El testamento de Dolores es una novela ambiciosa. Nos ofrece la historia de una sirviente que aprende a leer, situándola en un escenario de hechos históricos ocurridos doscientos años atrás: los episodios tumultuosos de la Independencia de Chile. Desde las primeras páginas del libro se aprecia el propósito de comparar y homologar con que Pía González Suau (Santiago, 1957) ha escrito el texto. Los ideales políticos irreconciliables, los apetitos de poder de los revolucionarios, sus rivalidades y traiciones, sus debilidades y heroísmos; el violento choque de valores y costumbres fuertemente arraigados en la tradición con los primeros y tímidos atisbos de modernidad, en fin, todo aquello que alimentó nuestro proceso independentista se refleja asimismo en la vida privada de las familias que fueron testigos de esos años tormentosos y muchas de sus cicatrices sobreviven hasta nuestros días.
La visión de una derruida pared de adobes que se contempla al pasar en auto desde la carretera ha sido (ficticiamente) la motivación de
El testamento de Dolores, un relato que desea recuperar la imagen de nuestro pasado cuando de él no quedan más que escombros. Por supuesto, muchas novelas anteriores han intentado lo mismo, pero la de Pía González Suau, al igual que otras de importantes autoras chilenas publicadas durante los últimos años, pretende escribir la historia desde la otra orilla. Para lograrlo, la autora entrega la narración a una voz cuyo estilo de contar demuestra sin lugar a dudas que pertenece a una mujer. Su perspectiva, por lo tanto, es distinta a la que ofrecen los relatos que sobre el mismo tema han escrito los hombres. A pesar de sus referentes comunes, las imágenes de
El testamento de Dolores polemizan con las del discurso masculino y las provocan abiertamente. Por ejemplo, en el vocabulario de su narradora se encuentran palabras que rara vez aparecerían en el discurso de un hombre y, por otra parte, sus comentarios destacan con un estilo natural y cotidiano aspectos de la realidad que quizás tampoco le interesarían. Consecuencia de lo anterior es la familiarización, el efecto de proximidad, la pérdida de la seriedad que las imágenes históricas han adquirido en los discursos masculinos tradicionales. Refiriéndose a José Miguel Carrera dice, por ejemplo: "José Miguel, hombre bueno para los golpes de Estado, volvió a dar uno y se radicalizó, como dicen algunos, dispuesto a lo que fuera por echar a los conquistadores españoles. Mal le fue". O sobre los mapuches: "Los indígenas del resto de América ya habían sido sometidos y solo quedaban estos únicos indios porfiados". O sobre un antepasado de don Lorenzo Ariza de los Reyes, uno de los principales personajes de la novela: "El viejo, ni tan ilustre ni pituco, pero sí muy ardiente, se enamoró de una esclava negra...". Más importantes aun para exhibir su condición de mujer son sus preferencias narrativas. Entre otras, la narradora destaca la presencia de las mujeres y el rol que jugaron dentro de ambos bandos en los tiempos de la Independencia o, también, insiste en describir con el mayor realismo posible el lado oscuro del heroísmo, la dimensión sangrienta, inhumana y cruel que el discurso masculino por lo general deja de lado. Y por si nos quedaran dudas sobre su condición femenina, se ubica explícitamente en el lado de las mujeres: "La cocinera entendió de inmediato. Eusebio no. Los hombres, en todos los tiempos, han sido lentos para ciertas cosas".

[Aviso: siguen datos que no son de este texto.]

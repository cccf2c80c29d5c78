// Trigger Matcher
//
// Selects the active definition an incoming event instantiates: the trigger
// must name the event's module and type, and the definition's condition
// must pass against the event context. Candidates are tried oldest first so
// the same event always lands on the same definition.

use tracing::debug;

use flowgate_core::{ConditionError, ConditionEvaluator, EvaluationContext, WorkflowDefinition};

use crate::event::DomainEvent;

#[derive(Debug, Clone, Copy, Default)]
pub struct TriggerMatcher;

impl TriggerMatcher {
    pub fn new() -> Self {
        Self
    }

    /// Definitions whose trigger names the event, oldest first
    pub fn candidates<'a>(
        &self,
        definitions: &'a [WorkflowDefinition],
        event: &DomainEvent,
    ) -> Vec<&'a WorkflowDefinition> {
        let mut matching: Vec<&WorkflowDefinition> = definitions
            .iter()
            .filter(|d| d.active && d.trigger.matches(&event.module, &event.event_type))
            .collect();
        matching.sort_by_key(|d| (d.created_at, d.id));
        matching
    }

    /// Evaluate a definition's condition with its configured strictness
    pub fn condition_passes(
        &self,
        definition: &WorkflowDefinition,
        ctx: &EvaluationContext,
    ) -> Result<bool, ConditionError> {
        ConditionEvaluator::new(definition.policy.strict_conditions)
            .evaluate_opt(definition.condition.as_ref(), ctx)
    }

    /// First candidate whose condition passes
    ///
    /// A strict-mode condition error aborts matching instead of falling
    /// through to the next candidate.
    pub fn first_match<'a>(
        &self,
        definitions: &'a [WorkflowDefinition],
        event: &DomainEvent,
        ctx: &EvaluationContext,
    ) -> Result<Option<&'a WorkflowDefinition>, ConditionError> {
        for definition in self.candidates(definitions, event) {
            if self.condition_passes(definition, ctx)? {
                return Ok(Some(definition));
            }
            debug!(
                definition_id = %definition.id,
                version = definition.version,
                "condition did not match"
            );
        }
        Ok(None)
    }
}
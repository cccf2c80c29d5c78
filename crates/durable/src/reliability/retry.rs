//! Retry policy for queued actions

use std::time::Duration;

use chrono::{DateTime, Utc};
use rand::Rng;
use serde::{Deserialize, Serialize};

/// Bounded retry schedule for an action
///
/// Supports exponential backoff with jitter so retries of many failed
/// actions spread out instead of hitting a handler together.
///
/// # Example
///
/// ```
/// use flowgate_durable::RetryPolicy;
/// use std::time::Duration;
///
/// let policy = RetryPolicy::exponential()
///     .with_max_attempts(5)
///     .with_initial_interval(Duration::from_secs(1))
///     .with_max_interval(Duration::from_secs(60));
///
/// // First retry after ~1 second
/// // Second retry after ~2 seconds
/// // Third retry after ~4 seconds
/// ```
#[derive(Debug, Clone, Serialize, Deserialize, PartialEq)]
pub struct RetryPolicy {
    /// Maximum number of attempts (including initial)
    pub max_attempts: u32,

    /// Delay before the first retry
    #[serde(with = "duration_millis")]
    pub initial_interval: Duration,

    /// Upper bound on any single delay
    #[serde(with = "duration_millis")]
    pub max_interval: Duration,

    /// Backoff multiplier (e.g., 2.0 for exponential)
    pub backoff_coefficient: f64,

    /// Jitter factor (0.0-1.0); 0.1 means ±10%
    pub jitter: f64,
}

impl Default for RetryPolicy {
    fn default() -> Self {
        Self::exponential()
    }
}

impl RetryPolicy {
    /// Exponential backoff
    ///
    /// - 5 max attempts
    /// - 1 second initial interval
    /// - 60 second max interval
    /// - 2x backoff coefficient
    /// - 10% jitter
    pub fn exponential() -> Self {
        Self {
            max_attempts: 5,
            initial_interval: Duration::from_secs(1),
            max_interval: Duration::from_secs(60),
            backoff_coefficient: 2.0,
            jitter: 0.1,
        }
    }

    /// Single attempt; used for reminders and error notices
    pub fn no_retry() -> Self {
        Self {
            max_attempts: 1,
            initial_interval: Duration::ZERO,
            max_interval: Duration::ZERO,
            backoff_coefficient: 1.0,
            jitter: 0.0,
        }
    }

    /// Fixed intervals (no backoff)
    pub fn fixed(interval: Duration, max_attempts: u32) -> Self {
        Self {
            max_attempts,
            initial_interval: interval,
            max_interval: interval,
            backoff_coefficient: 1.0,
            jitter: 0.0,
        }
    }

    pub fn with_max_attempts(mut self, max_attempts: u32) -> Self {
        self.max_attempts = max_attempts.max(1);
        self
    }

    pub fn with_initial_interval(mut self, interval: Duration) -> Self {
        self.initial_interval = interval;
        self
    }

    pub fn with_max_interval(mut self, interval: Duration) -> Self {
        self.max_interval = interval;
        self
    }

    pub fn with_backoff_coefficient(mut self, coefficient: f64) -> Self {
        self.backoff_coefficient = coefficient;
        self
    }

    /// Set the jitter factor (clamped to 0.0-1.0)
    pub fn with_jitter(mut self, jitter: f64) -> Self {
        self.jitter = jitter.clamp(0.0, 1.0);
        self
    }

    /// Delay before a given attempt number (1-based)
    pub fn delay_for_attempt(&self, attempt: u32) -> Duration {
        if attempt <= 1 {
            return Duration::ZERO;
        }

        let retry_num = attempt - 1; // First retry is after attempt 1
        let base = self.initial_interval.as_secs_f64()
            * self.backoff_coefficient.powi(retry_num as i32 - 1);
        let capped = base.min(self.max_interval.as_secs_f64());

        let jittered = if self.jitter > 0.0 && capped > 0.0 {
            let mut rng = rand::thread_rng();
            let jitter_range = capped * self.jitter;
            let jitter_offset = rng.gen_range(-jitter_range..jitter_range);
            (capped + jitter_offset).max(0.0)
        } else {
            capped
        };

        Duration::from_secs_f64(jittered)
    }

    /// When the attempt after `failed_attempt` becomes visible
    pub fn next_visible_at(&self, now: DateTime<Utc>, failed_attempt: u32) -> DateTime<Utc> {
        let delay = self.delay_for_attempt(failed_attempt + 1);
        now + chrono::Duration::from_std(delay).unwrap_or_else(|_| chrono::Duration::zero())
    }

    /// Check if there are remaining attempts
    pub fn has_attempts_remaining(&self, current_attempt: u32) -> bool {
        current_attempt < self.max_attempts
    }
}

/// Serde support for Duration as milliseconds
mod duration_millis {
    use serde::{Deserialize, Deserializer, Serialize, Serializer};
    use std::time::Duration;

    pub fn serialize<S>(duration: &Duration, serializer: S) -> Result<S::Ok, S::Error>
    where
        S: Serializer,
    {
        (duration.as_millis() as u64).serialize(serializer)
    }

    pub fn deserialize<'de, D>(deserializer: D) -> Result<Duration, D::Error>
    where
        D: Deserializer<'de>,
    {
        let millis = u64::deserialize(deserializer)?;
        Ok(Duration::from_millis(millis))
    }
}
use anyhow::Result;
use flowgate_core::telemetry::{init_tracing, TelemetryConfig};
use flowgate_worker::{FlowgateWorker, WorkerConfig};

#[tokio::main]
async fn main() -> Result<()> {
    dotenvy::dotenv().ok();

    // Configure via environment variables:
    // - SERVICE_NAME: Service name (default: "flowgate-worker")
    // - RUST_LOG or LOG_LEVEL: Log filter (default: "flowgate=info")
    let mut telemetry_config = TelemetryConfig::from_env();
    if telemetry_config.service_name == "flowgate" {
        telemetry_config.service_name = "flowgate-worker".to_string();
    }
    if telemetry_config.log_filter.is_none() {
        telemetry_config = telemetry_config
            .with_filter("flowgate_worker=info,flowgate_engine=info,flowgate_durable=info");
    }
    init_tracing(telemetry_config);

    tracing::info!("flowgate-worker starting...");

    let worker = FlowgateWorker::new(WorkerConfig::from_env()).await?;
    worker.start()?;

    tokio::signal::ctrl_c().await?;
    tracing::info!("Received shutdown signal");

    if let Err(e) = worker.shutdown().await {
        tracing::error!(error = %e, "Worker shutdown error");
        return Err(e);
    }
    tracing::info!("Worker shutdown complete");
    Ok(())
}
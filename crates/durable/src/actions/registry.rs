//! Registry of action handlers keyed by action type

use std::collections::HashMap;
use std::fmt;
use std::sync::Arc;

use super::handler::ActionHandler;

/// Maps action types to handlers
///
/// New action types are added by registering a handler; the engine itself
/// never matches on action type names.
#[derive(Clone, Default)]
pub struct HandlerRegistry {
    handlers: HashMap<String, Arc<dyn ActionHandler>>,
}

impl HandlerRegistry {
    pub fn new() -> Self {
        Self::default()
    }

    pub fn builder() -> HandlerRegistryBuilder {
        HandlerRegistryBuilder::default()
    }

    /// Register a handler, replacing any previous one for the type
    pub fn register(&mut self, action_type: impl Into<String>, handler: Arc<dyn ActionHandler>) {
        self.handlers.insert(action_type.into(), handler);
    }

    pub fn get(&self, action_type: &str) -> Option<Arc<dyn ActionHandler>> {
        self.handlers.get(action_type).cloned()
    }

    pub fn contains(&self, action_type: &str) -> bool {
        self.handlers.contains_key(action_type)
    }

    pub fn len(&self) -> usize {
        self.handlers.len()
    }

    pub fn is_empty(&self) -> bool {
        self.handlers.is_empty()
    }

    /// Registered action types, sorted
    pub fn action_types(&self) -> Vec<&str> {
        let mut types: Vec<&str> = self.handlers.keys().map(|s| s.as_str()).collect();
        types.sort_unstable();
        types
    }
}

impl fmt::Debug for HandlerRegistry {
    fn fmt(&self, f: &mut fmt::Formatter<'_>) -> fmt::Result {
        f.debug_struct("HandlerRegistry")
            .field("action_types", &self.action_types())
            .finish()
    }
}

/// Builder for [`HandlerRegistry`]
#[derive(Default)]
pub struct HandlerRegistryBuilder {
    registry: HandlerRegistry,
}

impl HandlerRegistryBuilder {
    pub fn handler(mut self, action_type: impl Into<String>, handler: impl super::ActionHandler) -> Self {
        self.registry.register(action_type, Arc::new(handler));
        self
    }

    pub fn shared(mut self, action_type: impl Into<String>, handler: Arc<dyn ActionHandler>) -> Self {
        self.registry.register(action_type, handler);
        self
    }

    pub fn build(self) -> HandlerRegistry {
        self.registry
    }
}
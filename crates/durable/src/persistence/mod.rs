//! Persistence layer for the approval engine
//!
//! This module provides:
//! - [`EngineStore`] trait for definitions, instances, timers and actions
//! - [`InMemoryEngineStore`] for testing
//! - [`PostgresEngineStore`] for production

mod memory;
mod postgres;
mod store;

pub use memory::InMemoryEngineStore;
pub use postgres::PostgresEngineStore;
pub use store::{
    ActionStatus, ActionTask, EngineStore, InstanceCommit, NewActionTask, StoreError,
    TimerClaim, TimerRecord, TimerStatus,
};
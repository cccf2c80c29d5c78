//! PostgreSQL implementation of EngineStore
//!
//! Production persistence using PostgreSQL with:
//! - Optimistic concurrency via a per-instance revision checked under `FOR UPDATE`
//! - One transaction per [`InstanceCommit`]
//! - Timer and action claiming with `FOR UPDATE SKIP LOCKED`

use async_trait::async_trait;
use chrono::{DateTime, Utc};
use sqlx::postgres::PgRow;
use sqlx::{PgConnection, PgPool, Row};
use tracing::{debug, error, instrument};
use uuid::Uuid;

use flowgate_core::{
    AuditEntry, Phase, TimerKind, TimerRequest, TraceEvent, WorkflowDefinition, WorkflowInstance,
};

use super::store::*;
use crate::reliability::RetryPolicy;

/// PostgreSQL implementation of EngineStore
///
/// # Example
///
/// ```ignore
/// use flowgate_durable::PostgresEngineStore;
/// use sqlx::PgPool;
///
/// let pool = PgPool::connect("postgres://localhost/flowgate").await?;
/// let store = PostgresEngineStore::new(pool);
/// store.migrate().await?;
/// ```
#[derive(Clone)]
pub struct PostgresEngineStore {
    pool: PgPool,
}

impl PostgresEngineStore {
    pub fn new(pool: PgPool) -> Self {
        Self { pool }
    }

    /// Connect with a default pool
    pub async fn connect(database_url: &str) -> Result<Self, StoreError> {
        let pool = PgPool::connect(database_url).await.map_err(|e| {
            error!("Failed to connect to database: {}", e);
            db(e)
        })?;
        Ok(Self::new(pool))
    }

    /// Apply the bundled schema migrations
    pub async fn migrate(&self) -> Result<(), StoreError> {
        sqlx::migrate!("./migrations")
            .run(&self.pool)
            .await
            .map_err(|e| StoreError::Database(e.to_string()))
    }

    pub fn pool(&self) -> &PgPool {
        &self.pool
    }
}

fn db(e: sqlx::Error) -> StoreError {
    StoreError::Database(e.to_string())
}

// ============================================
// Row mapping
// ============================================

fn definition_from_row(row: &PgRow) -> Result<WorkflowDefinition, StoreError> {
    let document: serde_json::Value = row.get("document");
    let mut definition: WorkflowDefinition = serde_json::from_value(document)?;
    definition.active = row.get("active");
    Ok(definition)
}

fn instance_from_row(row: &PgRow) -> Result<WorkflowInstance, StoreError> {
    let document: serde_json::Value = row.get("document");
    let mut instance: WorkflowInstance = serde_json::from_value(document)?;
    instance.revision = row.get::<i64, _>("revision") as u64;
    Ok(instance)
}
// Shared harness for engine integration tests
//
// Wires the engine to the in-memory store, a manual clock, a static org
// chart and a recording action handler, with a dispatcher for inline
// dispatch and a scheduler for timers.

#![allow(dead_code)]

use std::collections::VecDeque;
use std::sync::Arc;
use std::time::Duration as StdDuration;

use async_trait::async_trait;
use chrono::{Duration, TimeZone, Utc};
use parking_lot::Mutex;
use serde_json::json;
use uuid::Uuid;

use flowgate_core::{
    Action, ApproverRule, AuditEntry, Clock, ConditionNode, DefinitionDraft, ExecuteOn,
    ManualClock, Operator, Principal, StaticDirectory, StepStatus, TraceEvent, TriggerDescriptor,
    WorkflowDefinition, WorkflowInstance,
};
use flowgate_durable::{
    ActionDispatcher, ActionHandler, ActionOutcome, ActionRequest, DispatcherConfig,
    EscalationScheduler, HandlerRegistry, InMemoryEngineStore, RetryPolicy, SchedulerConfig,
};
use flowgate_engine::{
    DomainEvent, EngineConfig, ExecutionContext, SubmitOutcome, WorkflowEngine,
    ERROR_ESCALATION_ACTION, REMINDER_ACTION,
};

/// Records every request; answers with scripted outcomes, then `Ok`
#[derive(Default)]
pub struct RecordingHandler {
    calls: Mutex<Vec<ActionRequest>>,
    script: Mutex<VecDeque<ActionOutcome>>,
}

impl RecordingHandler {
    pub fn fail_next(&self, outcomes: impl IntoIterator<Item = ActionOutcome>) {
        self.script.lock().extend(outcomes);
    }

    pub fn calls(&self) -> Vec<ActionRequest> {
        self.calls.lock().clone()
    }

    pub fn count(&self, action_type: &str) -> usize {
        self.calls
            .lock()
            .iter()
            .filter(|r| r.action_type == action_type)
            .count()
    }
}

#[async_trait]
impl ActionHandler for RecordingHandler {
    async fn execute(&self, request: &ActionRequest) -> ActionOutcome {
        self.calls.lock().push(request.clone());
        self.script.lock().pop_front().unwrap_or(ActionOutcome::Ok)
    }
}

pub struct Harness {
    pub store: Arc<InMemoryEngineStore>,
    pub clock: ManualClock,
    pub directory: Arc<StaticDirectory>,
    pub recorder: Arc<RecordingHandler>,
    pub dispatcher: Arc<ActionDispatcher>,
    pub engine: Arc<WorkflowEngine>,
    pub scheduler: Arc<EscalationScheduler>,
}

pub const ACTION_TYPES: [&str; 4] = ["notify_approved", "notify_rejected", "webhook", "audit_log"];

pub fn org_chart() -> StaticDirectory {
    StaticDirectory::new()
        .with_manager("alice", "bob")
        .with_manager("bob", "carol")
        .with_manager("carol", "dana")
        .with_role("finance", ["fin1"])
        .with_role("board", ["b1", "b2", "b3"])
        .with_role("committee", ["c1", "c2", "c3", "c4", "c5"])
}

impl Harness {
    pub fn new() -> Self {
        Self::with_config(EngineConfig::default())
    }

    pub fn with_config(config: EngineConfig) -> Self {
        let store = Arc::new(InMemoryEngineStore::new());
        let clock = ManualClock::new(Utc.with_ymd_and_hms(2026, 3, 2, 9, 0, 0).unwrap());
        let directory = Arc::new(org_chart());
        let recorder = Arc::new(RecordingHandler::default());

        let mut registry = HandlerRegistry::new();
        for action_type in ACTION_TYPES
            .into_iter()
            .chain([REMINDER_ACTION, ERROR_ESCALATION_ACTION])
        {
            registry.register(action_type, recorder.clone() as Arc<dyn ActionHandler>);
        }

        let shared_clock: Arc<dyn Clock> = Arc::new(clock.clone());
        let dispatcher = Arc::new(ActionDispatcher::new(
            store.clone(),
            registry,
            shared_clock.clone(),
            DispatcherConfig::default().with_worker_id("test-dispatcher"),
        ));

        let config = config
            .with_inline_dispatch_timeout(StdDuration::from_secs(5))
            .with_action_retry_policy(RetryPolicy::fixed(StdDuration::from_secs(10), 3));
        let engine = Arc::new(
            WorkflowEngine::builder(store.clone(), directory.clone())
                .clock(shared_clock.clone())
                .config(config)
                .dispatcher(dispatcher.clone())
                .build(),
        );
        let scheduler = Arc::new(EscalationScheduler::new(
            store.clone(),
            engine.clone(),
            shared_clock,
            SchedulerConfig::default().with_worker_id("test-scheduler"),
        ));

        Self {
            store,
            clock,
            directory,
            recorder,
            dispatcher,
            engine,
            scheduler,
        }
    }

    /// Create and activate a definition as admin
    pub async fn install(&self, draft: DefinitionDraft) -> WorkflowDefinition {
        let def = self.engine.create_definition(&admin(), draft).await.unwrap();
        self.engine
            .activate_definition(&admin(), def.id, None)
            .await
            .unwrap()
    }

    pub async fn submit(&self, ctx: &ExecutionContext, event: DomainEvent) -> Uuid {
        match self.engine.submit_event(ctx, event).await.unwrap() {
            SubmitOutcome::Created(id) => id,
            SubmitOutcome::NoTriggerMatched => panic!("expected an instance to be created"),
        }
    }

    pub async fn instance(&self, id: Uuid) -> WorkflowInstance {
        self.engine.get_instance(&admin(), id).await.unwrap()
    }

    pub async fn audit(&self, id: Uuid) -> Vec<AuditEntry> {
        self.engine.audit_trail(&admin(), id).await.unwrap()
    }

    /// Advance time and fire whatever became due
    pub async fn advance_hours(&self, hours: i64) {
        self.clock.advance(Duration::hours(hours));
        self.scheduler.run_due().await.unwrap();
    }
}

pub fn admin() -> ExecutionContext {
    ExecutionContext::new(Principal::new("admin-1").with_role("admin"))
}

pub fn employee(id: &str) -> ExecutionContext {
    ExecutionContext::new(Principal::new(id).with_role("employee"))
}

pub fn manager(id: &str) -> ExecutionContext {
    ExecutionContext::new(Principal::new(id).with_role("manager"))
}

pub fn finance(id: &str) -> ExecutionContext {
    ExecutionContext::new(Principal::new(id).with_role("finance"))
}

/// Manager then finance, for trips over 5000
pub fn trip_draft() -> DefinitionDraft {
    DefinitionDraft::new("Trip approval", TriggerDescriptor::new("travel", "trip_requested"))
        .with_condition(ConditionNode::leaf(
            "cost_center_budget",
            Operator::GreaterThan,
            5000,
        ))
        .with_approver(ApproverRule::direct_manager(1))
        .with_approver(ApproverRule::role(2, "finance"))
        .with_action(Action::new("notify_approved", ExecuteOn::Approval))
        .with_action(Action::new("notify_rejected", ExecuteOn::Rejection))
}

pub fn trip_event(budget: i64) -> DomainEvent {
    DomainEvent::new("travel", "trip_requested", format!("trip-{budget}")).with_context(json!({
        "requester_id": "alice",
        "cost_center_budget": budget,
    }))
}

pub fn kinds(entries: &[AuditEntry]) -> Vec<&'static str> {
    entries.iter().map(|e| e.event.kind()).collect()
}

pub fn count_kind(entries: &[AuditEntry], kind: &str) -> usize {
    entries.iter().filter(|e| e.event.kind() == kind).count()
}

pub fn escalations(entries: &[AuditEntry]) -> Vec<(u32, u32)> {
    entries
        .iter()
        .filter_map(|e| match &e.event {
            TraceEvent::StepEscalated {
                from_level,
                to_level,
                ..
            } => Some((*from_level, *to_level)),
            _ => None,
        })
        .collect()
}

pub fn active_steps(instance: &WorkflowInstance) -> Vec<u32> {
    instance
        .steps
        .iter()
        .filter(|s| s.status == StepStatus::Active)
        .map(|s| s.step_number)
        .collect()
}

Desafortunadamente, la estructura de la segunda parte de
El testamento de Dolores es más débil que la de los primeros capítulos: deja la impresión de haber sido escrita con impaciencia y prisa, sin dedicarle tiempo suficiente para organizar su forma y corregir y pulir el lenguaje. Incluso, el desenlace de la historia imaginaria decepciona un poco: hay demasiadas casualidades y resoluciones provenientes del romanticismo tardío. Pese a ello, Pía González Suau ha creado con éxito una narradora que mira con ojos diferentes el contradictorio y trágico nacimiento de nuestra nacionalidad.